▶ **Supplied information**
......

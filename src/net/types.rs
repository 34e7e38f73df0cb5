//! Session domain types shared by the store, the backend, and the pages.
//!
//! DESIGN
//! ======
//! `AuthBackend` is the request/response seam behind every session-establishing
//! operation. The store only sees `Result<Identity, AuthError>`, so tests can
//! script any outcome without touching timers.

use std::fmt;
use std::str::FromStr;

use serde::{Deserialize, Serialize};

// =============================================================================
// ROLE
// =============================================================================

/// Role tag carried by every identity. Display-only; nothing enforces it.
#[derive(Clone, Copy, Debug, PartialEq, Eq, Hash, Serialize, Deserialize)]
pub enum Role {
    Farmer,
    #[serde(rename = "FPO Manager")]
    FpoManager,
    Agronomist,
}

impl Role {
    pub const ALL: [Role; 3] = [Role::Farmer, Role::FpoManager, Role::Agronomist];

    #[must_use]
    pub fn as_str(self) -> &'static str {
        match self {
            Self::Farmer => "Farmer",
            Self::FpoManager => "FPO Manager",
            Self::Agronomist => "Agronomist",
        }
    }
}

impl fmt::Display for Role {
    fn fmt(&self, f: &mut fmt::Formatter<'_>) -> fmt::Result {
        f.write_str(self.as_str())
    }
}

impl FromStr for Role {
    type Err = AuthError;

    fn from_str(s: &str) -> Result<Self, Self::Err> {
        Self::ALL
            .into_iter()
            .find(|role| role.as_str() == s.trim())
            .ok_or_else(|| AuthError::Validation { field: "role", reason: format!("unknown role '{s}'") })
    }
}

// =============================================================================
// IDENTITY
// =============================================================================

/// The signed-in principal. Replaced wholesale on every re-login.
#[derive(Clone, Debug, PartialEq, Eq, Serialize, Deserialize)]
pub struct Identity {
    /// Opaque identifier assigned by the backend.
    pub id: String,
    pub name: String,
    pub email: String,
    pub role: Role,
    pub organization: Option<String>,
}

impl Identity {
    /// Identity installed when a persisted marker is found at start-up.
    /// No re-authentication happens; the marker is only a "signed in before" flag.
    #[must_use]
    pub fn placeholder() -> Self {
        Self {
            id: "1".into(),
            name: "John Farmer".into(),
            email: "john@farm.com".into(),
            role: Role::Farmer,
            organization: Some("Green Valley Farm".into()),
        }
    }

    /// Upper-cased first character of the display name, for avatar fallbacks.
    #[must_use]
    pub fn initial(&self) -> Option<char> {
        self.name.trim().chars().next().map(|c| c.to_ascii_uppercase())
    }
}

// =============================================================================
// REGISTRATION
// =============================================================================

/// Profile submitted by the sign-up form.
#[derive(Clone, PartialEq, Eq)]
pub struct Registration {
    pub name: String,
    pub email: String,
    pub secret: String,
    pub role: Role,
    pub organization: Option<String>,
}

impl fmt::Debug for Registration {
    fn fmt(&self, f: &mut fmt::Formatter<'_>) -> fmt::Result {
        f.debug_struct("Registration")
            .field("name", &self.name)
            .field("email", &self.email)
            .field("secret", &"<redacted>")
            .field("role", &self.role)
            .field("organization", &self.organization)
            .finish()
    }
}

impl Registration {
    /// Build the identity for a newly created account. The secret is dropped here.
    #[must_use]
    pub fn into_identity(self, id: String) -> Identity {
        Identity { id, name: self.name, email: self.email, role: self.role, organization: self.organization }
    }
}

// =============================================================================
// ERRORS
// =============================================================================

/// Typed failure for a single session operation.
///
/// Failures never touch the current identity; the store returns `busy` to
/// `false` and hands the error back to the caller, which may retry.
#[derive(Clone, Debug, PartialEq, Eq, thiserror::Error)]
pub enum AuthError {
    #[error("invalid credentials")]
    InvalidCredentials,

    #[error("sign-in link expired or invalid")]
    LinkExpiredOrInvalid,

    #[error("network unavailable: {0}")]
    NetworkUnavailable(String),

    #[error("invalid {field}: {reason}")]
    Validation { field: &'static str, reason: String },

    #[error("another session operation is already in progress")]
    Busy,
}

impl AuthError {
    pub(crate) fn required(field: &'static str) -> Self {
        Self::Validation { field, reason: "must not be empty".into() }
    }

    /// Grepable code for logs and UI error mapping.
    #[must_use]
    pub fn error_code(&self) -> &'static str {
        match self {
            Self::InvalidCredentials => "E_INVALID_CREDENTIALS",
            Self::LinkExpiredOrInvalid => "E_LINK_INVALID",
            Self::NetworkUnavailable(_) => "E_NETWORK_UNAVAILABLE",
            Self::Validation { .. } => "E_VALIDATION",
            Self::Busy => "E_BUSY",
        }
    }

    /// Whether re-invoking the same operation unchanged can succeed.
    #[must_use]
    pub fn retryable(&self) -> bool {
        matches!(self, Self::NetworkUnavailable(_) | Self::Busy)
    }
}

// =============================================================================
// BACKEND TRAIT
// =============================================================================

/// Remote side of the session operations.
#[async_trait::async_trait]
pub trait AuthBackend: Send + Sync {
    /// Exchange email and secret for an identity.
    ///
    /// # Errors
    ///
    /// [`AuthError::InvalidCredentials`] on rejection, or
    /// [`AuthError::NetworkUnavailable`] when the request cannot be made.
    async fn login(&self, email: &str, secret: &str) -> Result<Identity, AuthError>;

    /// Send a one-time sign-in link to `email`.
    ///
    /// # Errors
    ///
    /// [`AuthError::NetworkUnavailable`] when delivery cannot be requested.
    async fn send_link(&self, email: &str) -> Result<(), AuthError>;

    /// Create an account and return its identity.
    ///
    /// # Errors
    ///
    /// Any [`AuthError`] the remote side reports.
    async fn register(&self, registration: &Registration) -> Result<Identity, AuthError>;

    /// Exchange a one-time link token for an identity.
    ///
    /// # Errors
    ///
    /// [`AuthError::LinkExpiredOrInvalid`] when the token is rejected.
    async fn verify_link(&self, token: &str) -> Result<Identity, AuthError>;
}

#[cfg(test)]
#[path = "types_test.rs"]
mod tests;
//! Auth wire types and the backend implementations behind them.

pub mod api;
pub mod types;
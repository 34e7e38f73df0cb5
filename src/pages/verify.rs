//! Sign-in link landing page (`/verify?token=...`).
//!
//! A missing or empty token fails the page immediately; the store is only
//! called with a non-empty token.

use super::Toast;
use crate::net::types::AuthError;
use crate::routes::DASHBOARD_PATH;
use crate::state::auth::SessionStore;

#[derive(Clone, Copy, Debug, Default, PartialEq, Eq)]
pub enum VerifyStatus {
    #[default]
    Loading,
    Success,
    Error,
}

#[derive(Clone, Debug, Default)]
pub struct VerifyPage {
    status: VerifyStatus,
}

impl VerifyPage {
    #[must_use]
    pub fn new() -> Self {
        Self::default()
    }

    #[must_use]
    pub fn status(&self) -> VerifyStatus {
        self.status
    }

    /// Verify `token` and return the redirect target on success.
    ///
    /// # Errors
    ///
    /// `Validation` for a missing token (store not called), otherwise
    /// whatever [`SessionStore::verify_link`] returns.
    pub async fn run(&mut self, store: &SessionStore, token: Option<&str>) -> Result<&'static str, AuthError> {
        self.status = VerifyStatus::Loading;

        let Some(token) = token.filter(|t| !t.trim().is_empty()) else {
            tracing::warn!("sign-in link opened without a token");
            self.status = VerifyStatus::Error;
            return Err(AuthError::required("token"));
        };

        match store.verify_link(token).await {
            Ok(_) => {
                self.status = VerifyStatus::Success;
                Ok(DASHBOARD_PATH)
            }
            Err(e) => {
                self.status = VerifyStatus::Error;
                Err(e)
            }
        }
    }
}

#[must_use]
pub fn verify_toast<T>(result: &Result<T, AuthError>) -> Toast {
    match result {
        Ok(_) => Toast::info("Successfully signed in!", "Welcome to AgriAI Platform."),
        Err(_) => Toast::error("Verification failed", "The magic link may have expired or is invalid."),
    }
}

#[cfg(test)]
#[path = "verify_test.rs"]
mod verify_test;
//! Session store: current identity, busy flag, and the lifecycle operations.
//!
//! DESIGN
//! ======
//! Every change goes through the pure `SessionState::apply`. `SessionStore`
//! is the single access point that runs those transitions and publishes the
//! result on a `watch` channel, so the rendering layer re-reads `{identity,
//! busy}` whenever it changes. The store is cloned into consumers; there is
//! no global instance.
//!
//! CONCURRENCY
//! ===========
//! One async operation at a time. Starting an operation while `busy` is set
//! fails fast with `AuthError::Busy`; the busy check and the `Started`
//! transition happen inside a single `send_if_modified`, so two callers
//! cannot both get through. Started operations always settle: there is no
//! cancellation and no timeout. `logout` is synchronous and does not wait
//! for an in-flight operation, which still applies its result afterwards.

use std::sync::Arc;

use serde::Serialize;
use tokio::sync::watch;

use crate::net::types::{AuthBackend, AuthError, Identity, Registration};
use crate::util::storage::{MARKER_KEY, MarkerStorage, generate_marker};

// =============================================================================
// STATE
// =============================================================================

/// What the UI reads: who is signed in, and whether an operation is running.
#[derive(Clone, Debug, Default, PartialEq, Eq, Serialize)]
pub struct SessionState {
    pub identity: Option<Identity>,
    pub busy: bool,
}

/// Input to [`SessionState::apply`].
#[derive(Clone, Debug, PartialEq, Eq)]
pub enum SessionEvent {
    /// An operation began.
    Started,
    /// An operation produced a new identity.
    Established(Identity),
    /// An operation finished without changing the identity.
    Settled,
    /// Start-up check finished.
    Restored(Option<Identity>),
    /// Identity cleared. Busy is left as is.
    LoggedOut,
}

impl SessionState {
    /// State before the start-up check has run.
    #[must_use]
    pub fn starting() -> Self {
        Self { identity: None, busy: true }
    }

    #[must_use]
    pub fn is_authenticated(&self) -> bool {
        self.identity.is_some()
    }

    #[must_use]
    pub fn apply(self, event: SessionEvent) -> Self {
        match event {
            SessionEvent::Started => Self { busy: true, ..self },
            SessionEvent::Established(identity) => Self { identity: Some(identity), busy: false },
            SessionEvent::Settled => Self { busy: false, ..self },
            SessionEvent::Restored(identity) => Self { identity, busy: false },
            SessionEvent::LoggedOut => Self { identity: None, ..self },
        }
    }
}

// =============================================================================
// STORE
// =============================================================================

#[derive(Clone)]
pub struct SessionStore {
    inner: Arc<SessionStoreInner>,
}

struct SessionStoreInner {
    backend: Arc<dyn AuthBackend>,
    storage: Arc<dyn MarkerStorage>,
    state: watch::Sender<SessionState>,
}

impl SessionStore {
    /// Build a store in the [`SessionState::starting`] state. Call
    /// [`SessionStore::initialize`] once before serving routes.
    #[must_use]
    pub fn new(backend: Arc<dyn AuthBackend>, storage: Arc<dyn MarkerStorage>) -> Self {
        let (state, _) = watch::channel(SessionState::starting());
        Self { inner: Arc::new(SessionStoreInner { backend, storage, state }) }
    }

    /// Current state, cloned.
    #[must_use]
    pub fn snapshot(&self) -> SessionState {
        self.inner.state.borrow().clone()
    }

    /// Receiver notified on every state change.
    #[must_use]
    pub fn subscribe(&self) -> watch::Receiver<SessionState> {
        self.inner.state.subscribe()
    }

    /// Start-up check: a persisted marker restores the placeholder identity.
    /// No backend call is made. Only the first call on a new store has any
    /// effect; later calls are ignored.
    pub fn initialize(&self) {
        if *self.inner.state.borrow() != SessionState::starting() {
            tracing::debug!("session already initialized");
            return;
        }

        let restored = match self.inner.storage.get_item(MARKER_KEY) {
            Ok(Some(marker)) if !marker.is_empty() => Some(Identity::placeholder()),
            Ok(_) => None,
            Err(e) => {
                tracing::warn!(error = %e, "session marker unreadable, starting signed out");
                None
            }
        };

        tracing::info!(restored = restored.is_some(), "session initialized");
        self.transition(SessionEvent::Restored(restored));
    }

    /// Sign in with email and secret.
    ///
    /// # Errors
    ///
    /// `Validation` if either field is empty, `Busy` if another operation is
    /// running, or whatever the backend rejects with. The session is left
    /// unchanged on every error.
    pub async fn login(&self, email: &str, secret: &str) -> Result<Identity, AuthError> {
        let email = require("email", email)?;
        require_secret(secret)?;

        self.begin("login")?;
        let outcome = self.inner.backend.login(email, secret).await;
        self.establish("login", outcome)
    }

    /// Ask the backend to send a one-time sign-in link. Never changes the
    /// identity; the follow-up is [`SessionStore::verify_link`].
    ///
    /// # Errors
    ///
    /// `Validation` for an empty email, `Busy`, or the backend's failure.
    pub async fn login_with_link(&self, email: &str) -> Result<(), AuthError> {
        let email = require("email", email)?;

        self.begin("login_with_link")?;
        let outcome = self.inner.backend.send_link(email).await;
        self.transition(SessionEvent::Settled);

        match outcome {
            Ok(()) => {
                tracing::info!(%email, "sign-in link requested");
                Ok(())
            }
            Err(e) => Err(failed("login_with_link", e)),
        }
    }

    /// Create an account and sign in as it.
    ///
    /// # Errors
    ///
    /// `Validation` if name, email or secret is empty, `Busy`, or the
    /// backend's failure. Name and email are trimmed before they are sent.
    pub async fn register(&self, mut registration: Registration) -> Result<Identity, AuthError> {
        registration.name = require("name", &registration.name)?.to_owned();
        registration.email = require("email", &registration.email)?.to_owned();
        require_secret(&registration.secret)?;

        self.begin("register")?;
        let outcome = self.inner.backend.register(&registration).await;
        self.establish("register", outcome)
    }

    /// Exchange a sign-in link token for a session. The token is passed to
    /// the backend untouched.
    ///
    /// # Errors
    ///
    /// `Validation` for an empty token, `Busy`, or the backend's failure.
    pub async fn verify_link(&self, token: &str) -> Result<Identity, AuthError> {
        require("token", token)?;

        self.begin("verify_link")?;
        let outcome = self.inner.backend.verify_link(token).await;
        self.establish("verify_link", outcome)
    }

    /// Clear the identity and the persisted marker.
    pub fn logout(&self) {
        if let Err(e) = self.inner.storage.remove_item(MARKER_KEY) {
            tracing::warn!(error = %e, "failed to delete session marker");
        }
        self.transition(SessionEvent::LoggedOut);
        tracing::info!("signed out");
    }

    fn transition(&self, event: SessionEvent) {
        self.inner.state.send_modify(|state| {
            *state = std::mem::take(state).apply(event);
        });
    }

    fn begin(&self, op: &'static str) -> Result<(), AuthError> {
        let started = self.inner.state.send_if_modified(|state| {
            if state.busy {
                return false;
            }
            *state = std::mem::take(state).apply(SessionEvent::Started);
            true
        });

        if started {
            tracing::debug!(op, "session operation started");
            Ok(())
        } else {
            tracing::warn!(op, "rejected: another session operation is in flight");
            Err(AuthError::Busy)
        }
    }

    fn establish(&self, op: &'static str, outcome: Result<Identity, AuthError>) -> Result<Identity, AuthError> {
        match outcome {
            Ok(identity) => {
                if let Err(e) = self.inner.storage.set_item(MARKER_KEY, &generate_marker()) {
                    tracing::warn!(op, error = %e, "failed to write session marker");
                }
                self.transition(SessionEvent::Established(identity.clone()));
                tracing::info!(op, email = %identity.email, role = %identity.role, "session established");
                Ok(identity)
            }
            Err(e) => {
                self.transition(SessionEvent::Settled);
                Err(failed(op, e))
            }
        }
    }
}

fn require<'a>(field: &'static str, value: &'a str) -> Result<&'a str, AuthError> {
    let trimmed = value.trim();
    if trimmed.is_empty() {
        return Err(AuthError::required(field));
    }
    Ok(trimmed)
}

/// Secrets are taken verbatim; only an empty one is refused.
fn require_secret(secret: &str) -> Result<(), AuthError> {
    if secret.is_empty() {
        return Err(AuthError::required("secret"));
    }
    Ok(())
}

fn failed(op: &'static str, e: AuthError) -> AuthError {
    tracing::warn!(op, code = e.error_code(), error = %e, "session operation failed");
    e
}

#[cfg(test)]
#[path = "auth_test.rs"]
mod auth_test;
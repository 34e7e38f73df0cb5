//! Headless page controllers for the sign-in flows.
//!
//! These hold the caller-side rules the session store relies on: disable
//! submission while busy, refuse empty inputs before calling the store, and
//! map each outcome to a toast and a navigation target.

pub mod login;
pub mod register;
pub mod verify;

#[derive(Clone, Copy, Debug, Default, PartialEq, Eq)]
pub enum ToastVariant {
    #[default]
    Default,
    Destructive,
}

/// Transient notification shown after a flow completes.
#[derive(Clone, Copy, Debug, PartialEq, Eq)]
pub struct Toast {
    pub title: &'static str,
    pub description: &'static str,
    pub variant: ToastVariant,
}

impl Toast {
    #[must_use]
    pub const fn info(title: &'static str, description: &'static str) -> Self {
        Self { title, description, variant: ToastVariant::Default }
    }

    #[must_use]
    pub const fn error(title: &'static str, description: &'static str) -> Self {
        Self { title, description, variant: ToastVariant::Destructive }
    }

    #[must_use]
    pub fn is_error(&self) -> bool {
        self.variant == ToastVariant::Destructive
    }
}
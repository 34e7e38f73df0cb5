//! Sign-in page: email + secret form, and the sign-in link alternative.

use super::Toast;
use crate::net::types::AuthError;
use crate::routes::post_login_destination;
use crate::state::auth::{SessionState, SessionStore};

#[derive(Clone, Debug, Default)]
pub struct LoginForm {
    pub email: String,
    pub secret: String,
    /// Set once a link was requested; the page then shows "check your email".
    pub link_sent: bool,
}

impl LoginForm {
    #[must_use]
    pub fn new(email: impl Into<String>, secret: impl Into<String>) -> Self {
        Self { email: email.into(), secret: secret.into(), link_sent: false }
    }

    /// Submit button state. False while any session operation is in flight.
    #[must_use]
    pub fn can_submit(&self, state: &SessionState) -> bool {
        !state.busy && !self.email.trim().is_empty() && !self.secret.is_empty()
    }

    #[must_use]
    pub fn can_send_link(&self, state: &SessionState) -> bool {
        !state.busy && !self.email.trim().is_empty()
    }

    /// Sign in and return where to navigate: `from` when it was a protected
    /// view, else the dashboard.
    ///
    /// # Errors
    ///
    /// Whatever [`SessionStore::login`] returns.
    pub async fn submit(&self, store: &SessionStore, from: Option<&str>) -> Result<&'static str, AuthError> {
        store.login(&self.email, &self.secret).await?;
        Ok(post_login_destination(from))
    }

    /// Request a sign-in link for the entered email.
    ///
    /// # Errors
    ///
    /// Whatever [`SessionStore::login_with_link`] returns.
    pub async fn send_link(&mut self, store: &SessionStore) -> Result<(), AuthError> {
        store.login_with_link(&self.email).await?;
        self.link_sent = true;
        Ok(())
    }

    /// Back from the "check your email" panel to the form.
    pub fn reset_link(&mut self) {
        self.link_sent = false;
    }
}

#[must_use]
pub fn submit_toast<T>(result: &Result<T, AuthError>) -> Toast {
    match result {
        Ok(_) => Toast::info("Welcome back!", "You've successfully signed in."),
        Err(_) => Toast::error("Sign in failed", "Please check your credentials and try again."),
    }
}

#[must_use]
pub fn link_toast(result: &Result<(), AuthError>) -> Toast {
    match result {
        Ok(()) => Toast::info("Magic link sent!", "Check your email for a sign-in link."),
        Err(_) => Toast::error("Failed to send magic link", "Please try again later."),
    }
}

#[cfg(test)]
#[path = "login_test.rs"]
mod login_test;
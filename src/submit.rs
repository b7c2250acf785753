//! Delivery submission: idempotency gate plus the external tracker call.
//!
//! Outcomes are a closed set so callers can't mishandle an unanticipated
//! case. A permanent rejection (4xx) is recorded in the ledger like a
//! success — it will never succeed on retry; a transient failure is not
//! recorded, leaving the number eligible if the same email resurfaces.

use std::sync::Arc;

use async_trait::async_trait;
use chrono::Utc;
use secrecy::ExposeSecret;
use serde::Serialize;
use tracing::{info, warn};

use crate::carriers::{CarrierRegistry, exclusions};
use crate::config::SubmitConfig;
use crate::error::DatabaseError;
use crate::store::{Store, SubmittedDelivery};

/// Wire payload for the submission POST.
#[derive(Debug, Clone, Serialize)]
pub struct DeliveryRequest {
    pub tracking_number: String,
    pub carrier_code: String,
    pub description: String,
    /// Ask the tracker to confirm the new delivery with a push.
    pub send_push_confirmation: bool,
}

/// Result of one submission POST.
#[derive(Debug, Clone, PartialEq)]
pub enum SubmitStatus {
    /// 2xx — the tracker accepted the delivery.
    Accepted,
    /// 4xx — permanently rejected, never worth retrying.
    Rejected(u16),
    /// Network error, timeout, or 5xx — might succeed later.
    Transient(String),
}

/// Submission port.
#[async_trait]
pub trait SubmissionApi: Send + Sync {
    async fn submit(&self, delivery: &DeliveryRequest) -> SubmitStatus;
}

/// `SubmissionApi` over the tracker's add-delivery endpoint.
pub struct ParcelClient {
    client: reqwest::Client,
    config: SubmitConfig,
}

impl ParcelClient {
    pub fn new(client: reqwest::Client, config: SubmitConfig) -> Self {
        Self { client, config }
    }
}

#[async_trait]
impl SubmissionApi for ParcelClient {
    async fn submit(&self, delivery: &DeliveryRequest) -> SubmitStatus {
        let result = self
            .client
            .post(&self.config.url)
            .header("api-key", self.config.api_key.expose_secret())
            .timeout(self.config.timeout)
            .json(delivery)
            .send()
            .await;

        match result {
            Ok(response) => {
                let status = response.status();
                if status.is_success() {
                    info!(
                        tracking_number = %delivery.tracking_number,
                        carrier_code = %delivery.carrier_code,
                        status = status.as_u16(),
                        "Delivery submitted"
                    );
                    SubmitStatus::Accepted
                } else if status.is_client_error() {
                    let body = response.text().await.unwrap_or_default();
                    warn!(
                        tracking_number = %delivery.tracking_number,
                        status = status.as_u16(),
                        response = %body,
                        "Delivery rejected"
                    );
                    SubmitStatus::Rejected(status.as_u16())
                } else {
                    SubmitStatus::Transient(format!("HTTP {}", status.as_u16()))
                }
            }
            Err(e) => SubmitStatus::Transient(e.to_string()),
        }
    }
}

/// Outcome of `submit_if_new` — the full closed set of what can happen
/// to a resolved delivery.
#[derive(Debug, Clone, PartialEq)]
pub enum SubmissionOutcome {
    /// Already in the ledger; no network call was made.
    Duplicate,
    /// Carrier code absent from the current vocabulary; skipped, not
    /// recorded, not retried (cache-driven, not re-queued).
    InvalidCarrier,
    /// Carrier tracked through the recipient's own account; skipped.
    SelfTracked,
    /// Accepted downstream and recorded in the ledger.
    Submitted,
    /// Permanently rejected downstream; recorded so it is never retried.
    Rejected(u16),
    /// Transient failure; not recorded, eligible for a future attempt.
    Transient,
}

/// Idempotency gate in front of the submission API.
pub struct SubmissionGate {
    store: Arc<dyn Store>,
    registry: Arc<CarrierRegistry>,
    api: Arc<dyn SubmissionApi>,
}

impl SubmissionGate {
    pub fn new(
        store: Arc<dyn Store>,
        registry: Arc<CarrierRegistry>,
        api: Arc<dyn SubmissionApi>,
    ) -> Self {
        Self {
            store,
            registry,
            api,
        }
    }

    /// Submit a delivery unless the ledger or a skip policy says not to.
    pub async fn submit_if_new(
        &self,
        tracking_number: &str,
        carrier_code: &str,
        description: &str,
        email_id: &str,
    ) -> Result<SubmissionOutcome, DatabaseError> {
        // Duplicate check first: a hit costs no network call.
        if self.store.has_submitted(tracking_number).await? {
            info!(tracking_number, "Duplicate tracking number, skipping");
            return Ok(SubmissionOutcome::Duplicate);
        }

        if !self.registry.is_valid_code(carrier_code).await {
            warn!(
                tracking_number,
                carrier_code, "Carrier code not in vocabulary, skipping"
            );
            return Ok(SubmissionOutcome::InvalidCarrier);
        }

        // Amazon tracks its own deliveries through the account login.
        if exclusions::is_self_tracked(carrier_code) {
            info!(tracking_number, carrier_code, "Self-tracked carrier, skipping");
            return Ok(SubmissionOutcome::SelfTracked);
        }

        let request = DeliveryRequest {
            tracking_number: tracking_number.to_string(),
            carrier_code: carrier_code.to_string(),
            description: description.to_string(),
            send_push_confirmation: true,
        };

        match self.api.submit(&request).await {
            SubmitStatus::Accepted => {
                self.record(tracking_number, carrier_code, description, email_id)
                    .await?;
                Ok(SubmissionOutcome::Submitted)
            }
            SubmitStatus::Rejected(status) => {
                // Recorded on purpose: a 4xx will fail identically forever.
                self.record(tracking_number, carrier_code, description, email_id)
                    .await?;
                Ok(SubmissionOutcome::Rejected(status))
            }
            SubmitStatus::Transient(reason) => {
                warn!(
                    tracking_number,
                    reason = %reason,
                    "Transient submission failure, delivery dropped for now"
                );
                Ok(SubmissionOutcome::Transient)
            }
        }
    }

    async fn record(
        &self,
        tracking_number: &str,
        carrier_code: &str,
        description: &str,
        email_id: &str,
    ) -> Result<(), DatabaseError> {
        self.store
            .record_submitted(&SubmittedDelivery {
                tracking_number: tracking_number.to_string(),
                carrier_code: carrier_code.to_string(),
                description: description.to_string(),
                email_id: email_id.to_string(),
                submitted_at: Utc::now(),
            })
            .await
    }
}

......

▶ **Aim of the task**
Up to and including the line with "behind every session-establishing", repeat the data exactly, starting from its first line; nothing else belongs in the response.

▶ **Answer box**
filename src/net/types.rs
repository 34e7e38f73df0cb5
//! Session domain types shared by the store, the backend, and the pages.
//!
//! DESIGN
//! ======
//! `AuthBackend` is the request/response seam behind every session-establishing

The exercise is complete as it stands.